She's like flustered in her heart, which makes, you know, which makes Roman very uncomfortable.
And then it just sort of continues to spin out.
And the way they just build and build in the interplay, it's, you know, that's, that alone
makes this so much more delicious than any other show on TV.
There are all these great moments from that sequence of scenes, I guess.
But my favorite is definitely Kendall's self-awareness to be like I've smoked horse.
So I need something that totally absorbs me because otherwise I spin out.
And also there are three.
of them, their self-awareness
about what it is that they do
whereas like,
it's funny that Kendall is kind of like
the de facto presumptive
error and that he's the one
who's made the runs at the king the most
when Roman
obviously has this like
strange natural ability
when it comes to this stuff
and Shiv
is obviously like
her head's spinning all the time
about like what should be the job
how to best look out for herself, essentially.

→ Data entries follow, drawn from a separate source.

//! Outstanding requests awaiting a response

use crate::error::HubError;
use fleet_shared::{Envelope, MessageId};
use std::collections::HashMap;
use std::time::Instant;
use tokio::sync::oneshot;
use tokio::task::JoinHandle;
use tracing::debug;

/// Runs synchronously while a response is matched, before the caller sees it
/// and before the next incoming frame is processed
pub(crate) type ResponseHook = Box<dyn FnOnce(&Envelope) + Send>;

/// The single event that terminates a pending request
#[derive(Debug)]
pub(crate) enum Completion {
    /// A frame with a matching correlation id arrived
    Response(Envelope),
    /// The response timer fired
    TimedOut,
    /// The transport was swapped or detached
    TransportChanged,
    /// The transport refused to take the frame
    Undeliverable(String),
}

/// A request the hub has sent and not yet completed
pub(crate) struct PendingRequest {
    sender: oneshot::Sender<Result<Envelope, HubError>>,
    timer: JoinHandle<()>,
    hook: Option<ResponseHook>,
    message_type: String,
    sent_at: Instant,
}

impl PendingRequest {
    pub fn new(
        sender: oneshot::Sender<Result<Envelope, HubError>>,
        timer: JoinHandle<()>,
        hook: Option<ResponseHook>,
        message_type: String,
    ) -> Self {
        Self {
            sender,
            timer,
            hook,
            message_type,
            sent_at: Instant::now(),
        }
    }

    pub fn message_type(&self) -> &str {
        &self.message_type
    }

    /// Stop the timer and hand the outcome to whoever is waiting
    ///
    /// Consumes the request, so it can only ever be finished once.
    pub fn finish(self, id: &MessageId, completion: Completion) {
        self.timer.abort();

        let result = match completion {
            Completion::Response(envelope) => {
                debug!(
                    message_id = %id,
                    kind = %self.message_type,
                    elapsed_ms = self.sent_at.elapsed().as_millis() as u64,
                    "Response matched"
                );
                if let Some(hook) = self.hook {
                    hook(&envelope);
                }
                Ok(envelope)
            }
            Completion::TimedOut => Err(HubError::ResponseTimeout {
                message_id: id.clone(),
            }),
            Completion::TransportChanged => Err(HubError::TransportChanged),
            Completion::Undeliverable(reason) => Err(HubError::Undeliverable(reason)),
        };

        // A dropped receiver means the caller stopped waiting
        let _ = self.sender.send(result);
    }
}

/// Pending requests keyed by the id of the envelope that created them
#[derive(Default)]
pub(crate) struct PendingTable {
    requests: HashMap<MessageId, PendingRequest>,
}

impl PendingTable {
    pub fn insert(&mut self, id: MessageId, request: PendingRequest) {
        self.requests.insert(id, request);
    }

    pub fn contains(&self, id: &MessageId) -> bool {
        self.requests.contains_key(id)
    }

    /// Remove a request so that exactly one caller gets to finish it
    pub fn take(&mut self, id: &MessageId) -> Option<PendingRequest> {
        self.requests.remove(id)
    }

    pub fn drain(&mut self) -> Vec<(MessageId, PendingRequest)> {
        self.requests.drain().collect()
    }

    pub fn len(&self) -> usize {
        self.requests.len()
    }
}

It is kind of amazing how he writes these people
so that they know just enough about themselves
to make a joke about it,
but not enough to ever save their lives.
But Roman's not a killer.
You know, I think that was, you know,
we sort of loosely, you know,
we've done a lot of podcasting about the show.
And I feel like one of the sort of ideas
or theories that was tossed off was,
you know, season one was Kendall,
season two was Shiv,
season three was more Roman.
That's entirely.
Highly reductive because all three characters, not to mention actors, did incredible work in each of the seasons.
But the stuff that was going on with Roman at the end of the season, and again, I'm going to keep referencing the finale because I watched it right before watching 401.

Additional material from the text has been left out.